Niskanen and Corruption

In addition to the general bureaucratic benefits, bureaucrats in corrupt nations stand to benefit from their extortion. The size of the budget is positively correlated with the amount of that budget that they can extort. This can lead to corrupt bureaucrats having quite strong reactions in response to budgetary changes, as they did when India expanded its budget for the National Rural Employment Guarantee Scheme.  As a paper by Niehaus and Sukhtankar (of UVa!) describes, with the budgetary increase, the availability of future rent from corrupt activities increased, so bureaucrats’ jobs now became more valuable. Thus bureaucrats became more concerned with retaining those jobs. They valued their jobs so much that bureaucrats with a more varied pay structure actually reduced their theft, so that they could limit the probability of their termination. On one hand, this supports the Niskanen model since it demonstrates that bureaucrats aim to maximize their budget. However, it’s less clear how this relates to or supports Nisaken’s emphasis on the senior bureaucrat, since it was the local bureaucrats that stood to gain in India. And even though these local bureaucrats gained from the budgetary increase, how much power did they actually exert to make it happen?
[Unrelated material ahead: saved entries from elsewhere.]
//! Integration tests for the Ironhouse storefront.
//!
//! # Running Tests
//!
//! ```bash
//! cargo test -p ironhouse-integration-tests
//! ```
//!
//! No database or real gym backend is needed. Each [`TestContext`] starts two
//! in-process servers on ephemeral ports:
//!
//! - [`StubBackend`], an in-memory stand-in for the gym REST backend
//! - the storefront itself, pointed at the stub, with sessions kept in memory
//!
//! Requests go through a `reqwest` client with a cookie store, so sessions
//! behave the way they do in a browser.

pub mod stub_backend;

use std::net::SocketAddr;
use std::time::Duration;

use ironhouse_core::CurrencyCode;
use ironhouse_storefront::config::{CheckoutConfig, GymApiConfig, StorefrontConfig};
use ironhouse_storefront::state::AppState;
use reqwest::{Client, Response};
use secrecy::SecretString;
use serde_json::json;
use sqlx::postgres::PgPoolOptions;
use tower_sessions::MemoryStore;

pub use stub_backend::{API_KEY, LockEvent, StubBackend};

/// Never dialled: sessions use `MemoryStore` and only readiness touches the pool.
const UNUSED_DATABASE_URL: &str = "postgres://ironhouse@127.0.0.1:1/ironhouse_test";
const SESSION_SECRET: &str = "tQ9vL2mX7pR4kW8zN3bH6cJ1fD5gS0aY";
const DEFAULT_LOCK_TTL: Duration = Duration::from_secs(600);

/// A running storefront wired to a fresh stub backend.
pub struct TestContext {
    pub client: Client,
    pub base_url: String,
    pub backend: StubBackend,
}

impl TestContext {
    /// Start a stub backend and a storefront in front of it.
    ///
    /// # Panics
    ///
    /// Panics if either server cannot be started.
    pub async fn new() -> Self {
        Self::with_lock_ttl(DEFAULT_LOCK_TTL).await
    }

    /// Like [`TestContext::new`], with pending checkouts expiring after
    /// `lock_ttl`.
    ///
    /// # Panics
    ///
    /// Panics if either server cannot be started.
    pub async fn with_lock_ttl(lock_ttl: Duration) -> Self {
        let backend = StubBackend::start().await;

        let pool = PgPoolOptions::new()
            .connect_lazy(UNUSED_DATABASE_URL)
            .expect("Failed to create lazy pool");
        let mut config = test_config(&backend);
        config.checkout.lock_ttl = lock_ttl;
        let state = AppState::new(config, pool).expect("Failed to build state");
        let addr = serve(ironhouse_storefront::app(state, MemoryStore::default())).await;

        let client = Client::builder()
            .cookie_store(true)
            .build()
            .expect("Failed to create HTTP client");

        Self {
            client,
            base_url: format!("http://{addr}"),
            backend,
        }
    }

    #[must_use]
    pub fn url(&self, path: &str) -> String {
        format!("{}{path}", self.base_url)
    }

    /// Log in as a seeded account with the shared test password.
    ///
    /// # Panics
    ///
    /// Panics if the request cannot be sent.
    pub async fn login(&self, email: &str) -> Response {
        self.client
            .post(self.url("/api/auth/login"))
            .json(&json!({ "email": email, "password": stub_backend::PASSWORD }))
            .send()
            .await
            .expect("Failed to send login request")
    }

    /// POST a JSON body to a storefront path.
    ///
    /// # Panics
    ///
    /// Panics if the request cannot be sent.
    pub async fn post_json(&self, path: &str, body: &serde_json::Value) -> Response {
        self.client
            .post(self.url(path))
            .json(body)
            .send()
            .await
            .expect("Failed to send request")
    }

    /// GET a storefront path and decode the JSON body.
    ///
    /// # Panics
    ///
    /// Panics if the request fails or the body is not JSON.
    pub async fn get_json(&self, path: &str) -> serde_json::Value {
        self.client
            .get(self.url(path))
            .send()
            .await
            .expect("Failed to send request")
            .json()
            .await
            .expect("Response body is not JSON")
    }

    /// Add a product to the current cart (guest or member).
    ///
    /// # Panics
    ///
    /// Panics if the request cannot be sent.
    pub async fn add_to_cart(&self, product_id: &str, quantity: u32) -> Response {
        self.client
            .post(self.url("/api/cart/items"))
            .json(&json!({ "product_id": product_id, "quantity": quantity }))
            .send()
            .await
            .expect("Failed to send add-to-cart request")
    }
}

/// Serve `app` on an ephemeral local port and return its address.
///
/// # Panics
///
/// Panics if no local port can be bound.
pub async fn serve(app: axum::Router) -> SocketAddr {
    let listener = tokio::net::TcpListener::bind("127.0.0.1:0")
        .await
        .expect("Failed to bind test listener");
    let addr = listener.local_addr().expect("Listener has no address");
    tokio::spawn(async move {
        axum::serve(listener, app)
            .await
            .expect("Test server failed");
    });
    addr
}

fn test_config(backend: &StubBackend) -> StorefrontConfig {
    StorefrontConfig {
        database_url: SecretString::from(UNUSED_DATABASE_URL),
        host: std::net::IpAddr::from([127, 0, 0, 1]),
        port: 0,
        base_url: "http://127.0.0.1".to_string(),
        session_secret: SecretString::from(SESSION_SECRET),
        rate_limit_auth: false,
        gym_api: GymApiConfig {
            base_url: backend.base_url(),
            api_key: SecretString::from(API_KEY),
            timeout: Duration::from_secs(5),
            cache_ttl: Duration::from_secs(60),
        },
        checkout: CheckoutConfig {
            payment_key_id: "rzp_test_ironhouse".to_string(),
            currency: CurrencyCode::INR,
            lock_ttl: DEFAULT_LOCK_TTL,
        },
        sentry_dsn: None,
        sentry_environment: None,
        sentry_sample_rate: 1.0,
        sentry_traces_sample_rate: 0.0,
    }
}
It also opens the question: What happens when a project’s budget doesn’t correspond to that project’s output? The Niskanen model demonstrates that bureaus aim to overproduce, but it hasn’t so far explained the gap between budget and output. Though these gaps and inefficiencies exist in all nations, they are particularly egregious in corrupt nations, where corruption can result in astoundingly high leakage rates. In Uganda, an educational block grant was estimated to have a leakage rate of 87%, meaning that only 13% of the budget actually went to fulfilling the project’s aim.